“Kiev may be 2,000 kilometers away from here, they too, right now, today, are experiencing the same horrors as the French citizens experienced in World War II at the hands of the Nazi invader,” Milley said in his speech. “Let’s not those only here be the last witnesses to a time when our Allies come together to defeat tyranny.”
The United States and its allies will keep providing “significant” support to Ukraine out of respect for the legacy of D-Day soldiers, whose victory over the Nazis helped lead to a new world order and a “better peace,” Army Gen. Mark Milley, chairman of the Joint Chiefs of Staff, said Monday.

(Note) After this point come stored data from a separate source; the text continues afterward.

//! Normalization of failed API calls.
//!
//! The backend reports failures in several body shapes depending on which
//! layer rejected the request:
//!
//! - `{"message": "..."}` from application handlers
//! - `{"detail": "..."}` from framework-level errors
//! - `{"details": {"message" | "detail": "..."}}` from the workflow engine
//! - `{"error": "..."}` or `{"error": {"message": "..."}}` from the gateway
//! - `{"detail": [{"loc": [...], "msg": "...", "type": "..."}]}` or
//!   `{"errors": [{"msg": "..."}]}` from request validation
//!
//! [`parse_api_error`] collapses all of these into one [`ApiError`] whose
//! `message` is safe to show in a toast.

use serde::{Deserialize, Serialize};
use serde_json::Value;
use thiserror::Error;

use crate::TransportError;

/// Shown when the request never reached the server.
pub const UNREACHABLE_MESSAGE: &str =
    "Unable to reach the server. Please check your connection and try again.";

/// Shown when neither the body nor the transport has anything better.
pub const GENERIC_MESSAGE: &str = "An unexpected error occurred. Please try again.";

/// Placeholder some validators emit before the field-specific message.
const GENERIC_MISSING_FIELD: &str = "missing required field";

pub type ApiResult<T> = Result<T, ApiError>;

/// Normalized API error.
#[derive(Debug, Clone, PartialEq, Error, Serialize, Deserialize)]
#[error("{message}")]
pub struct ApiError {
    pub message: String,
    /// HTTP status, `None` when no response was received.
    pub status: Option<u16>,
    /// Raw response body (`null` when there was none).
    pub detail: Value,
}

impl ApiError {
    pub fn is_network(&self) -> bool {
        self.status.is_none()
    }

    pub fn is_unauthorized(&self) -> bool {
        self.status == Some(401)
    }

    pub fn is_forbidden(&self) -> bool {
        self.status == Some(403)
    }

    pub fn is_not_found(&self) -> bool {
        self.status == Some(404)
    }

    pub fn is_validation(&self) -> bool {
        matches!(self.status, Some(400 | 422))
    }

    pub fn is_server_error(&self) -> bool {
        matches!(self.status, Some(500..=599))
    }
}

/// Normalize a transport failure. Never fails.
pub fn parse_api_error(error: &TransportError) -> ApiError {
    let Some(response) = &error.response else {
        tracing::debug!(transport = %error.message, "API unreachable");
        return ApiError {
            message: UNREACHABLE_MESSAGE.to_string(),
            status: None,
            detail: Value::Null,
        };
    };

    let candidates = message_candidates(&response.data);
    let message = pick_message(&candidates)
        .or_else(|| non_blank(&error.message))
        .unwrap_or(GENERIC_MESSAGE)
        .to_string();

    tracing::debug!(status = response.status, %message, "API request failed");

    ApiError {
        message,
        status: Some(response.status),
        detail: response.data.clone(),
    }
}

/// Structured message candidates, highest priority first, blanks dropped.
fn message_candidates(data: &Value) -> Vec<&str> {
    let error_message = match &data["error"] {
        Value::Object(_) => data["error"]["message"].as_str(),
        other => other.as_str(),
    };

    [
        data["message"].as_str(),
        data["detail"].as_str(),
        data["details"]["message"].as_str(),
        data["details"]["detail"].as_str(),
        error_message,
        first_validation_msg(&data["detail"]),
        first_validation_msg(&data["errors"]),
        data.as_str(),
    ]
    .into_iter()
    .flatten()
    .filter_map(non_blank)
    .collect()
}

fn first_validation_msg(value: &Value) -> Option<&str> {
    value.as_array()?.first()?.get("msg")?.as_str()
}

/// First candidate wins, except that the generic "missing required field"
/// yields to the next, more specific candidate when there is one.
fn pick_message<'a>(candidates: &[&'a str]) -> Option<&'a str> {
    let (&first, rest) = candidates.split_first()?;
    if first.eq_ignore_ascii_case(GENERIC_MISSING_FIELD) {
        if let Some(&specific) = rest
            .iter()
            .find(|c| !c.eq_ignore_ascii_case(GENERIC_MISSING_FIELD))
        {
            return Some(specific);
        }
    }
    Some(first)
}

fn non_blank(s: &str) -> Option<&str> {
    let s = s.trim();
    (!s.is_empty()).then_some(s)
}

In an interview with The Associated Press overlooking Omaha Beach in Normandy, Milley said Russia’s war on Ukraine undermines the rules established by Allied countries after the end of World War II. He spoke on the 78th anniversary of the D-Day invasion of Allied troops onto the beaches of France, which led to the overthrow of Nazi Germany’s occupation.
One fundamental rule of the“global rules-based order” is that “countries cannot attack other countries with their military forces in acts of aggression unless it’s an act of pure self-defense,” he stressed. “But that’s not what’s happened here in Ukraine. What’s happened here is an open, unambiguous act of aggression.”
“It is widely considered to undermine the rules that these dead — here at Omaha Beach and at the cemetery at Colleville-sur-Mer — have died for. They died for something. They died for that order to be put in place so that we would have a better peace,” Milley said, speaking at the American Cemetery overlooking the shore in the northwestern French village at Colleville-sur-Mer.